The unique core structure makes the corrugated sandwich plate with enhanced strength and stiffness while maintaining a relatively lighter mass, with simple structure and low manufacturing cost, which has a significant potential for widespread applications. To better evaluate its acoustic performance, a theoretical model for vibration analysis under simply supported boundary conditions is established using the first-order shear deformation theory (FSDT) and Hamilton's principle, as well as formulates the sound insulation equation for the sandwich panel subjected to simple harmonic pressure excitation. The solution is further solved analytically based on the fluid-structure coupling condition and the Navier method, and the sound transmission loss (STL) is described analytically. The validity of the proposed model is verified by comparing with the results of impedance tube acoustic insulation experiment and commercial software COMSOL finite element simulation. Based on the approach presented in this article, the effects of sandwich layer thickness, corrugation angle, sandwich plate size and corrugation wall thickness on the acoustic and vibration characteristics of the structure are discussed. The findings demonstrate that, the natural frequency of the sandwich panel undergoes a decrease as the corrugated inclination increases.
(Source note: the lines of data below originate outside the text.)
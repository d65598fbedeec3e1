//! Additive trend + seasonality decomposition of a daily cost series.
//!
//! The fitted curve is
//!
//! ```text
//! y(d) = trend(d) + weekly(d) + yearly(d) + monthly(d)
//! ```
//!
//! where `trend` is piecewise linear with changepoints spread over the first
//! part of the history and each seasonal term is a Fourier series over the
//! absolute day number. All coefficients come from one ridge regression on
//! max-scaled costs; the ridge weights play the role of the changepoint and
//! seasonality prior scales.

use chrono::{Datelike, NaiveDate};
use serde::{Deserialize, Serialize};
use std::f64::consts::PI;

use super::ForecastConfig;
use super::linalg;
use crate::error::{EngineError, Result};
use crate::stats;

/// Prior scale for the base intercept and slope.
const BASE_PRIOR_SCALE: f64 = 5.0;

/// Fitted Fourier series for one periodic term.
#[derive(Debug, Clone, PartialEq, Serialize, Deserialize)]
pub struct SeasonalTerm {
    pub name: String,
    pub period: f64,
    pub order: usize,

    /// Interleaved sin/cos coefficients, `2 * order` of them
    coefficients: Vec<f64>,
}

impl SeasonalTerm {
    fn features(period: f64, order: usize, day: f64) -> impl Iterator<Item = f64> {
        (1..=order).flat_map(move |j| {
            let angle = 2.0 * PI * j as f64 * day / period;
            [angle.sin(), angle.cos()]
        })
    }

    /// Contribution at an absolute day, in scaled units.
    fn evaluate(&self, day: f64) -> f64 {
        Self::features(self.period, self.order, day)
            .zip(&self.coefficients)
            .map(|(f, c)| f * c)
            .sum()
    }
}

/// Component values at one date, in cost units.
#[derive(Debug, Clone, Copy, PartialEq, Default)]
pub struct Components {
    pub trend: f64,
    pub weekly: f64,
    pub yearly: f64,
    pub monthly: f64,
}

impl Components {
    /// Sum of trend and all seasonal terms.
    pub fn total(&self) -> f64 {
        self.trend + self.weekly + self.yearly + self.monthly
    }
}

/// Point estimate with interval bounds, before clipping.
#[derive(Debug, Clone, Copy, PartialEq)]
pub struct Estimate {
    pub mean: f64,
    pub lower: f64,
    pub upper: f64,
}

/// The fitted decomposition.
#[derive(Debug, Clone, PartialEq, Serialize, Deserialize)]
pub struct Decomposition {
    start: NaiveDate,
    end: NaiveDate,

    /// Days between first and last observation
    span_days: f64,

    /// Divisor applied to costs before fitting
    y_scale: f64,

    intercept: f64,
    slope: f64,

    /// Changepoint locations on the [0, 1] time axis
    changepoints: Vec<f64>,

    /// Slope adjustments at each changepoint
    deltas: Vec<f64>,

    seasonal: Vec<SeasonalTerm>,

    /// Residual standard deviation in cost units
    sigma: f64,

    /// Two-sided z-score of the configured interval width
    z: f64,
}

impl Decomposition {
    /// Fit on an ascending, date-unique daily series.
    pub fn fit(series: &[(NaiveDate, f64)], config: &ForecastConfig) -> Result<Self> {
        let (Some(&(start, _)), Some(&(end, _))) = (series.first(), series.last()) else {
            return Err(EngineError::computation("cannot fit decomposition on an empty series"));
        };
        if series.len() < 2 || end <= start {
            return Err(EngineError::computation(
                "decomposition needs at least two distinct dates",
            ));
        }

        let span_days = (end - start).num_days() as f64;
        let y_max = series.iter().map(|(_, y)| y.abs()).fold(0.0, f64::max);
        let y_scale = if y_max > 0.0 { y_max } else { 1.0 };

        let t: Vec<f64> = series
            .iter()
            .map(|(d, _)| (*d - start).num_days() as f64 / span_days)
            .collect();
        let y: Vec<f64> = series.iter().map(|(_, v)| v / y_scale).collect();

        let changepoints = place_changepoints(&t, config);
        let seasonal_specs = config.seasonalities();

        let mut penalty = vec![
            1.0 / BASE_PRIOR_SCALE.powi(2),
            1.0 / BASE_PRIOR_SCALE.powi(2),
        ];
        penalty.extend(std::iter::repeat_n(
            1.0 / config.changepoint_prior_scale.powi(2),
            changepoints.len(),
        ));
        for (_, _, order) in &seasonal_specs {
            penalty.extend(std::iter::repeat_n(
                1.0 / config.seasonality_prior_scale.powi(2),
                2 * order,
            ));
        }

        let design: Vec<Vec<f64>> = series
            .iter()
            .zip(&t)
            .map(|((date, _), &ti)| {
                let day = absolute_day(*date);
                let mut row = vec![1.0, ti];
                row.extend(changepoints.iter().map(|&s| (ti - s).max(0.0)));
                for (_, period, order) in &seasonal_specs {
                    row.extend(SeasonalTerm::features(*period, *order, day));
                }
                row
            })
            .collect();

        let beta = linalg::ridge_solve(&design, &y, &penalty)?;
        if beta.iter().any(|b| !b.is_finite()) {
            return Err(EngineError::computation("decomposition produced non-finite coefficients"));
        }

        let n_cp = changepoints.len();
        let mut offset = 2 + n_cp;
        let seasonal = seasonal_specs
            .into_iter()
            .map(|(name, period, order)| {
                let coefficients = beta[offset..offset + 2 * order].to_vec();
                offset += 2 * order;
                SeasonalTerm {
                    name: name.to_string(),
                    period,
                    order,
                    coefficients,
                }
            })
            .collect();

        let mut model = Self {
            start,
            end,
            span_days,
            y_scale,
            intercept: beta[0],
            slope: beta[1],
            changepoints,
            deltas: beta[2..2 + n_cp].to_vec(),
            seasonal,
            sigma: 0.0,
            z: stats::normal_quantile(0.5 + config.interval_width.clamp(0.0, 0.999) / 2.0),
        };

        let residuals: Vec<f64> = series
            .iter()
            .map(|(date, actual)| actual - model.components(*date).total())
            .collect();
        let mean_sq = residuals.iter().map(|r| r * r).sum::<f64>() / residuals.len() as f64;
        model.sigma = mean_sq.sqrt();

        Ok(model)
    }

    /// Component values at a date.
    pub fn components(&self, date: NaiveDate) -> Components {
        let t = (date - self.start).num_days() as f64 / self.span_days;
        let day = absolute_day(date);

        let trend = self.intercept
            + self.slope * t
            + self
                .changepoints
                .iter()
                .zip(&self.deltas)
                .map(|(&s, &d)| d * (t - s).max(0.0))
                .sum::<f64>();

        let mut components = Components {
            trend: trend * self.y_scale,
            ..Components::default()
        };
        for term in &self.seasonal {
            let value = term.evaluate(day) * self.y_scale;
            match term.name.as_str() {
                "weekly" => components.weekly = value,
                "yearly" => components.yearly = value,
                _ => components.monthly = value,
            }
        }
        components
    }

    /// Prediction with an interval that widens past the last observed date.
    pub fn estimate(&self, date: NaiveDate) -> Estimate {
        let mean = self.components(date).total();
        let sd = (self.sigma.powi(2) + self.trend_sd(date).powi(2)).sqrt();
        Estimate {
            mean,
            lower: mean - self.z * sd,
            upper: mean + self.z * sd,
        }
    }

    /// Trend uncertainty from future changepoints, zero inside the history.
    fn trend_sd(&self, date: NaiveDate) -> f64 {
        let ahead = (date - self.end).num_days();
        if ahead <= 0 || self.deltas.is_empty() {
            return 0.0;
        }
        let mean_abs_delta =
            self.deltas.iter().map(|d| d.abs()).sum::<f64>() / self.deltas.len() as f64;
        let dt = ahead as f64 / self.span_days;
        let rate = self.changepoints.len() as f64;
        mean_abs_delta * dt * (rate * dt).sqrt() * self.y_scale
    }

    /// Residual standard deviation.
    pub fn sigma(&self) -> f64 {
        self.sigma
    }

    /// Number of trend changepoints.
    pub fn n_changepoints(&self) -> usize {
        self.changepoints.len()
    }

    /// Last observed date.
    pub fn end(&self) -> NaiveDate {
        self.end
    }
}

fn absolute_day(date: NaiveDate) -> f64 {
    f64::from(date.num_days_from_ce())
}

/// Evenly spaced changepoints over the leading `changepoint_range` of history.
fn place_changepoints(t: &[f64], config: &ForecastConfig) -> Vec<f64> {
    let hist_size = ((t.len() as f64) * config.changepoint_range.clamp(0.0, 1.0)).floor() as usize;
    let count = config.n_changepoints.min(hist_size.saturating_sub(1));
    if count == 0 {
        return Vec::new();
    }

    let last = (hist_size - 1) as f64;
    (1..=count)
        .map(|k| {
            let idx = (k as f64 * last / count as f64).round() as usize;
            t[idx.min(t.len() - 1)]
        })
        .collect()
}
Specifically, when the corrugated inclination angle rises from 30 degrees to 70 degrees, the overall sound insulation effect improves by 8.73 %. An increase in the core thickness results in a decrease in the resonance frequency of the sandwich plate, and the sandwich plate exhibits good sound insulation across a wide frequency band when the core thickness reaches 12 mm. As the thickness of the corrugated wall increases, a trend towards lower frequencies of the sound insulation trough is observed, and when the corrugated wall thickness increases from 1 mm to 3 mm, the average STL of sandwich panel enhanced by 12.57 % in the whole frequency analysis.